** Opening Provided material block **

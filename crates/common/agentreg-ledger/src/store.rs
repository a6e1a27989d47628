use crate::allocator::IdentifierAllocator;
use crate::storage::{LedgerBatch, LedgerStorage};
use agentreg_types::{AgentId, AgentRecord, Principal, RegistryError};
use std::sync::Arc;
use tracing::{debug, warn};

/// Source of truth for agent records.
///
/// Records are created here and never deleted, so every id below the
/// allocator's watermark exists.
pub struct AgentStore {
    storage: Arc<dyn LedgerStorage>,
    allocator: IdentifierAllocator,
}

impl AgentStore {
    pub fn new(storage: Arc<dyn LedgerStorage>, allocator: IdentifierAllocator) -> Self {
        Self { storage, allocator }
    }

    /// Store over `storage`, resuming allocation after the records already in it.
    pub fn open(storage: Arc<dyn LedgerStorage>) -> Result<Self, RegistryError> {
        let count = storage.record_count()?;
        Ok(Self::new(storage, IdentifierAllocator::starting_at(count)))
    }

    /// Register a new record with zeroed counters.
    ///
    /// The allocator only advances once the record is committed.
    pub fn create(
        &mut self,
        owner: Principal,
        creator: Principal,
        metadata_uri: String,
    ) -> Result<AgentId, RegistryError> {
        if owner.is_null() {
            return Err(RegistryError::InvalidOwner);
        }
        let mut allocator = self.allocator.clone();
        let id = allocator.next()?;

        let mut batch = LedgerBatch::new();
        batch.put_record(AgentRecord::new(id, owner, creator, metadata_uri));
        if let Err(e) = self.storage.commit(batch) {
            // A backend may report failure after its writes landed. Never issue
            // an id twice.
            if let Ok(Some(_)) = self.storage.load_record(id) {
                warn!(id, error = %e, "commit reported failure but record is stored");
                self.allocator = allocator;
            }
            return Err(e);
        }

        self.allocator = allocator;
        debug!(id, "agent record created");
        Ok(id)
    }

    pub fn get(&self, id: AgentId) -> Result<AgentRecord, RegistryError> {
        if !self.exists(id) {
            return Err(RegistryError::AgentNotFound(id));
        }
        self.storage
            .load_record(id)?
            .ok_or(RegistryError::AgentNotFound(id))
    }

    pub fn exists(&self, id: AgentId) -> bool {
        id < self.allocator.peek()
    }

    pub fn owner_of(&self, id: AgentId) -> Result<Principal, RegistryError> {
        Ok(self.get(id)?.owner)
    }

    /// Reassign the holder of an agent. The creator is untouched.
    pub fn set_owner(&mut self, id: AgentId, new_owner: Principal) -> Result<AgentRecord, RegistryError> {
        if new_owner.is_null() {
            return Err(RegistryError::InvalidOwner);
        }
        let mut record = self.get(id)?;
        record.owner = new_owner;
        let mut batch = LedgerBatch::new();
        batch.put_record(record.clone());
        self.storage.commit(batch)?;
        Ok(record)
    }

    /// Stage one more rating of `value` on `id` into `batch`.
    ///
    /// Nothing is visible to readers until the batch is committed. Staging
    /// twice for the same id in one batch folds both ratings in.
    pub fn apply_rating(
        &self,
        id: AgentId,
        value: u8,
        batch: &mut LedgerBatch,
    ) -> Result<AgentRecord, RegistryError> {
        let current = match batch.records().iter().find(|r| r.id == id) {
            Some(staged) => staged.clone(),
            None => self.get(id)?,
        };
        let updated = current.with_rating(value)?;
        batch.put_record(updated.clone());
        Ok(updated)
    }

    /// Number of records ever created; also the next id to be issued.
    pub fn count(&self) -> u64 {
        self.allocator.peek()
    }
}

** Closing Provided material block **
** Opening Provided material block **

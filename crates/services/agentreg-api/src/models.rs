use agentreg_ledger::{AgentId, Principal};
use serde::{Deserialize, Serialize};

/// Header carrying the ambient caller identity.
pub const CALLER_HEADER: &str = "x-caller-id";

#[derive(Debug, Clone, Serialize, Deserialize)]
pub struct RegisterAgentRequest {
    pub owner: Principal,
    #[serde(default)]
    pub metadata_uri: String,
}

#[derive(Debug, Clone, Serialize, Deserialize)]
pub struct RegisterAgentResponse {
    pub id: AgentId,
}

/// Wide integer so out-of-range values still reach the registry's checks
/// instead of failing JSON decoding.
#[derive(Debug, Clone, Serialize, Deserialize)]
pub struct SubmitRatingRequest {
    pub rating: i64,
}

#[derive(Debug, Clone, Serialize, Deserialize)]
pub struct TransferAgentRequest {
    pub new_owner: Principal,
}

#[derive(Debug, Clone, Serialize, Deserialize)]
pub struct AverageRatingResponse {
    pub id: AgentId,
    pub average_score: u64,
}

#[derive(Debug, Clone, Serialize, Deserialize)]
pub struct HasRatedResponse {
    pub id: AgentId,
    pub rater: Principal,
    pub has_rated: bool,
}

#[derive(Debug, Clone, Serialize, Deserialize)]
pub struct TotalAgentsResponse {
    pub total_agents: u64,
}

** Closing Provided material block **

Whatever else the listing above holds, retype exactly only the lines from the one containing "pub struct SubmitRatingRequest" to the one containing "pub struct AverageRatingResponse", both ends kept.

pub struct SubmitRatingRequest {
    pub rating: i64,
}

#[derive(Debug, Clone, Serialize, Deserialize)]
pub struct TransferAgentRequest {
    pub new_owner: Principal,
}

#[derive(Debug, Clone, Serialize, Deserialize)]
pub struct AverageRatingResponse {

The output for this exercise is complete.